According to The Pure Gold Company yellow metal demand spiked by a staggering 398% on Tuesday when prime minister Theresa May’s Brexit plan was being savaged in the House of Commons. The retailer added that, since the beginning of November, it’s seen a 278% increase in the number of people substituting equities within their pension and self-invested personal pension for gold.
The sentimental metal is very much in vogue, then, and in the current macroeconomic and geopolitical environment it’s only likely to rise. Therefore buying Centamin would appear to be a wise decision today, and not just because of its predicted dividends of 5.4 US cents and 7.2 cents for 2018 and 2019 respectively.
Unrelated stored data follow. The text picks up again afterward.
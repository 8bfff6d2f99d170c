//! Assets directory — where pasted images land on disk.
//!
//! Images are saved as `<dir_name>/<name>.<extension>` next to the
//! document. Existing files are overwritten without warning.

use std::io;
use std::path::{Path, PathBuf};

/// Errors from materializing an image asset.
#[derive(Debug, thiserror::Error)]
pub enum AssetError {
    #[error("cannot create assets directory {}: {source}", path.display())]
    CreateDir {
        path: PathBuf,
        #[source]
        source: io::Error,
    },

    #[error("cannot write image {}: {source}", path.display())]
    Write {
        path: PathBuf,
        #[source]
        source: io::Error,
    },

    #[error("cannot copy {} to {}: {source}", from.display(), to.display())]
    Copy {
        from: PathBuf,
        to: PathBuf,
        #[source]
        source: io::Error,
    },
}

/// Naming scheme for saved images.
#[derive(Debug, Clone, PartialEq, Eq)]
pub struct AssetLayout {
    /// Directory created as a sibling of the document.
    pub dir_name: String,
    /// File extension appended to the user-supplied name.
    pub extension: String,
}

impl Default for AssetLayout {
    fn default() -> Self {
        Self {
            dir_name: "figs".into(),
            extension: "png".into(),
        }
    }
}

/// Resolved locations for one image.
#[derive(Debug, Clone, PartialEq, Eq)]
pub struct AssetPaths {
    /// The assets directory itself.
    pub assets_dir: PathBuf,
    /// Where the image is written.
    pub absolute_path: PathBuf,
    /// Path inserted into the document, relative to the document's
    /// directory and always `/`-separated.
    pub relative_path: String,
}

impl AssetLayout {
    /// Resolve the asset paths for `name` next to `document`.
    ///
    /// `name` is used as-is; callers validate it first.
    pub fn resolve(&self, document: &Path, name: &str) -> AssetPaths {
        let document_dir = document.parent().unwrap_or_else(|| Path::new(""));
        let assets_dir = document_dir.join(&self.dir_name);
        let file_name = format!("{name}.{}", self.extension);

        AssetPaths {
            absolute_path: assets_dir.join(&file_name),
            relative_path: format!("{}/{file_name}", self.dir_name),
            assets_dir,
        }
    }
}

/// Create the assets directory if it does not exist yet.
///
/// Single level only: fails when the document's directory is missing.
/// An existing directory is not an error, so repeated pastes into the
/// same document never trip over it.
pub async fn ensure_assets_dir(dir: &Path) -> Result<(), AssetError> {
    match tokio::fs::create_dir(dir).await {
        Ok(()) => {
            tracing::info!(dir = %dir.display(), "created assets directory");
            Ok(())
        }
        Err(e) if e.kind() == io::ErrorKind::AlreadyExists && dir.is_dir() => Ok(()),
        Err(source) => Err(AssetError::CreateDir {
            path: dir.to_path_buf(),
            source,
        }),
    }
}

/// Write image bytes to `path`, replacing whatever is there.
pub async fn write_image(path: &Path, image: &[u8]) -> Result<(), AssetError> {
    let write_err = |source| AssetError::Write {
        path: path.to_path_buf(),
        source,
    };

    clear_destination(path).await.map_err(write_err)?;
    tokio::fs::write(path, image).await.map_err(write_err)
}

/// Duplicate the file or directory tree at `from` to `to`.
///
/// Whatever sits at `to` is replaced. A symlink passed as `from` is
/// followed; symlinks inside a copied tree are recreated as links.
/// Copying a file onto itself is a no-op, and copying a directory into
/// itself is refused before anything is touched. Runs on the blocking
/// pool.
pub async fn copy_path(from: &Path, to: &Path) -> Result<(), AssetError> {
    let copy_err = |source| AssetError::Copy {
        from: from.to_path_buf(),
        to: to.to_path_buf(),
        source,
    };

    if is_same_file(from, to) {
        tracing::debug!(path = %from.display(), "source is already the asset");
        return Ok(());
    }
    if let Some(reason) = overlap(from, to) {
        return Err(copy_err(io::Error::new(io::ErrorKind::InvalidInput, reason)));
    }

    clear_destination(to).await.map_err(copy_err)?;

    let (src, dst) = (from.to_path_buf(), to.to_path_buf());
    tokio::task::spawn_blocking(move || copy_tree(&src, &dst))
        .await
        .unwrap_or_else(|join| Err(io::Error::other(join)))
        .map_err(copy_err)
}

fn is_same_file(a: &Path, b: &Path) -> bool {
    match (a.canonicalize(), b.canonicalize()) {
        (Ok(a), Ok(b)) => a == b,
        _ => false,
    }
}

/// Why `from` cannot be copied to `to`, if one contains the other.
fn overlap(from: &Path, to: &Path) -> Option<&'static str> {
    let from = from.canonicalize().ok()?;
    let to = canonical_destination(to)?;

    if to.starts_with(&from) {
        Some("cannot copy a directory into itself")
    } else if from.starts_with(&to) {
        Some("source lies inside the destination")
    } else {
        None
    }
}

/// Canonical form of a path that may not exist yet.
fn canonical_destination(to: &Path) -> Option<PathBuf> {
    match to.canonicalize() {
        Ok(path) => Some(path),
        Err(_) => Some(to.parent()?.canonicalize().ok()?.join(to.file_name()?)),
    }
}

/// Remove an existing file, link or directory tree at `path`.
async fn clear_destination(path: &Path) -> io::Result<()> {
    match tokio::fs::symlink_metadata(path).await {
        Ok(meta) if meta.is_dir() => {
            tracing::debug!(path = %path.display(), "replacing directory asset");
            tokio::fs::remove_dir_all(path).await
        }
        Ok(_) => tokio::fs::remove_file(path).await,
        Err(e) if e.kind() == io::ErrorKind::NotFound => Ok(()),
        Err(e) => Err(e),
    }
}

fn copy_tree(from: &Path, to: &Path) -> io::Result<()> {
    if from.is_dir() {
        std::fs::create_dir(to)?;
        copy_entries(from, to)
    } else {
        std::fs::copy(from, to).map(|_| ())
    }
}

fn copy_entries(from: &Path, to: &Path) -> io::Result<()> {
    for entry in std::fs::read_dir(from)? {
        let entry = entry?;
        let (src, dst) = (entry.path(), to.join(entry.file_name()));
        let file_type = entry.file_type()?;

        if file_type.is_symlink() {
            copy_link(&src, &dst)?;
        } else if file_type.is_dir() {
            std::fs::create_dir(&dst)?;
            copy_entries(&src, &dst)?;
        } else {
            std::fs::copy(&src, &dst)?;
        }
    }
    Ok(())
}

#[cfg(unix)]
fn copy_link(from: &Path, to: &Path) -> io::Result<()> {
    std::os::unix::fs::symlink(std::fs::read_link(from)?, to)
}

#[cfg(not(unix))]
fn copy_link(from: &Path, _to: &Path) -> io::Result<()> {
    Err(io::Error::new(
        io::ErrorKind::Unsupported,
        format!("cannot copy symlink {}", from.display()),
    ))
}

#[cfg(test)]
mod tests {
    use super::*;

    #[test]
    fn resolve_places_image_next_to_document() {
        let paths = AssetLayout::default().resolve(Path::new("/notes/week1/log.md"), "foo");
        assert_eq!(paths.assets_dir, Path::new("/notes/week1/figs"));
        assert_eq!(paths.absolute_path, Path::new("/notes/week1/figs/foo.png"));
        assert_eq!(paths.relative_path, "figs/foo.png");
    }

    #[test]
    fn resolve_honours_custom_layout() {
        let layout = AssetLayout {
            dir_name: "img".into(),
            extension: "png".into(),
        };
        let paths = layout.resolve(Path::new("/a/b.txt"), "shot 1");
        assert_eq!(paths.absolute_path, Path::new("/a/img/shot 1.png"));
        assert_eq!(paths.relative_path, "img/shot 1.png");
    }

    #[test]
    fn resolve_relative_document() {
        let paths = AssetLayout::default().resolve(Path::new("README.md"), "x");
        assert_eq!(paths.assets_dir, Path::new("figs"));
        assert_eq!(paths.absolute_path, Path::new("figs/x.png"));
    }

    #[tokio::test]
    async fn ensure_assets_dir_is_idempotent() {
        let dir = tempfile::tempdir().unwrap();
        let figs = dir.path().join("figs");

        ensure_assets_dir(&figs).await.unwrap();
        ensure_assets_dir(&figs).await.unwrap();
        assert!(figs.is_dir());
    }

    #[tokio::test]
    async fn ensure_assets_dir_does_not_create_parents() {
        let dir = tempfile::tempdir().unwrap();
        let figs = dir.path().join("missing").join("figs");

        let err = ensure_assets_dir(&figs).await.unwrap_err();
        assert!(matches!(err, AssetError::CreateDir { .. }));
        assert!(!dir.path().join("missing").exists());
    }

    #[tokio::test]
    async fn ensure_assets_dir_rejects_existing_file() {
        let dir = tempfile::tempdir().unwrap();
        let figs = dir.path().join("figs");
        std::fs::write(&figs, b"not a dir").unwrap();

        assert!(ensure_assets_dir(&figs).await.is_err());
    }

    #[tokio::test]
    async fn write_image_overwrites() {
        let dir = tempfile::tempdir().unwrap();
        let path = dir.path().join("foo.png");

        write_image(&path, b"first").await.unwrap();
        write_image(&path, b"second").await.unwrap();
        assert_eq!(std::fs::read(&path).unwrap(), b"second");
    }

    #[tokio::test]
    async fn write_image_bad_path() {
        let err = write_image(Path::new("/nonexistent/dir/foo.png"), b"data")
            .await
            .unwrap_err();
        assert!(err.to_string().contains("/nonexistent/dir/foo.png"));
    }

    #[tokio::test]
    async fn copy_path_duplicates_file_bytes() {
        let dir = tempfile::tempdir().unwrap();
        let src = dir.path().join("shot.png");
        let dst = dir.path().join("copy.png");
        std::fs::write(&src, b"\x89PNG\r\n\x1a\nrest").unwrap();
        std::fs::write(&dst, b"stale").unwrap();

        copy_path(&src, &dst).await.unwrap();
        assert_eq!(std::fs::read(&dst).unwrap(), b"\x89PNG\r\n\x1a\nrest");
    }

    #[tokio::test]
    async fn copy_path_duplicates_directory_tree() {
        let dir = tempfile::tempdir().unwrap();
        let src = dir.path().join("bundle");
        std::fs::create_dir_all(src.join("nested")).unwrap();
        std::fs::write(src.join("a.txt"), b"a").unwrap();
        std::fs::write(src.join("nested").join("b.txt"), b"b").unwrap();

        let dst = dir.path().join("out.png");
        copy_path(&src, &dst).await.unwrap();

        assert_eq!(std::fs::read(dst.join("a.txt")).unwrap(), b"a");
        assert_eq!(std::fs::read(dst.join("nested").join("b.txt")).unwrap(), b"b");
    }

    #[tokio::test]
    async fn copy_path_onto_itself_keeps_contents() {
        let dir = tempfile::tempdir().unwrap();
        let path = dir.path().join("foo.png");
        std::fs::write(&path, b"keep me").unwrap();

        copy_path(&path, &dir.path().join(".").join("foo.png"))
            .await
            .unwrap();
        assert_eq!(std::fs::read(&path).unwrap(), b"keep me");
    }

    #[tokio::test]
    async fn write_image_replaces_directory() {
        let dir = tempfile::tempdir().unwrap();
        let path = dir.path().join("foo.png");
        std::fs::create_dir_all(path.join("old")).unwrap();

        write_image(&path, b"image").await.unwrap();
        assert_eq!(std::fs::read(&path).unwrap(), b"image");
    }

    #[tokio::test]
    async fn copy_path_replaces_directory_without_stale_entries() {
        let dir = tempfile::tempdir().unwrap();
        let dst = dir.path().join("foo.png");
        std::fs::create_dir(&dst).unwrap();
        std::fs::write(dst.join("stale.txt"), b"old").unwrap();

        let src = dir.path().join("bundle");
        std::fs::create_dir(&src).unwrap();
        std::fs::write(src.join("fresh.txt"), b"new").unwrap();

        copy_path(&src, &dst).await.unwrap();
        assert_eq!(std::fs::read(dst.join("fresh.txt")).unwrap(), b"new");
        assert!(!dst.join("stale.txt").exists());
    }

    #[tokio::test]
    async fn copy_path_file_replaces_directory() {
        let dir = tempfile::tempdir().unwrap();
        let dst = dir.path().join("foo.png");
        std::fs::create_dir(&dst).unwrap();
        let src = dir.path().join("shot.png");
        std::fs::write(&src, b"file").unwrap();

        copy_path(&src, &dst).await.unwrap();
        assert_eq!(std::fs::read(&dst).unwrap(), b"file");
    }

    #[tokio::test]
    async fn copy_path_refuses_directory_into_itself() {
        let dir = tempfile::tempdir().unwrap();
        let figs = dir.path().join("figs");
        std::fs::create_dir(&figs).unwrap();
        let dst = figs.join("foo.png");

        let err = copy_path(dir.path(), &dst).await.unwrap_err();
        assert!(matches!(err, AssetError::Copy { .. }));
        assert!(err.to_string().contains("into itself"));
        assert!(!dst.exists());
    }

    #[tokio::test]
    async fn copy_path_refuses_source_inside_destination() {
        let dir = tempfile::tempdir().unwrap();
        let dst = dir.path().join("foo.png");
        std::fs::create_dir(&dst).unwrap();
        let src = dst.join("inner.png");
        std::fs::write(&src, b"keep").unwrap();

        assert!(copy_path(&src, &dst).await.is_err());
        assert_eq!(std::fs::read(&src).unwrap(), b"keep");
    }

    #[cfg(unix)]
    #[tokio::test]
    async fn copy_path_keeps_symlinks_as_links() {
        let dir = tempfile::tempdir().unwrap();
        let src = dir.path().join("bundle");
        std::fs::create_dir(&src).unwrap();
        std::fs::write(src.join("a.txt"), b"a").unwrap();
        // Points back at its own directory.
        std::os::unix::fs::symlink("..", src.join("loop")).unwrap();

        let dst = dir.path().join("out.png");
        copy_path(&src, &dst).await.unwrap();

        let link = dst.join("loop");
        assert!(std::fs::symlink_metadata(&link).unwrap().file_type().is_symlink());
        assert_eq!(std::fs::read_link(&link).unwrap(), Path::new(".."));
        assert_eq!(std::fs::read(dst.join("a.txt")).unwrap(), b"a");
    }

    #[tokio::test]
    async fn copy_path_missing_source() {
        let dir = tempfile::tempdir().unwrap();
        let err = copy_path(&dir.path().join("gone"), &dir.path().join("x.png"))
            .await
            .unwrap_err();
        assert!(matches!(err, AssetError::Copy { .. }));
    }
}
These figures yield a giant 4.2% and 5.6%.
There is some concern over Centamin’s production outlook for 2019 following recent problems which forced it to cut full-year targets for 2018 to 480,000 ounces, a figure that caused City analysts to predict a 29% earnings drop.
In my opinion, though, the possibility of further output troubles is reflected in the company’s cheap forward P/E ratio of 15 times. It’s a stock very much for the moment, in my opinion, as underlined by broker projections of a 21% earnings rebound. Like Begbies Traynor, it’s a great share to load up on today given the chance of electric share price growth next year and possibly beyond.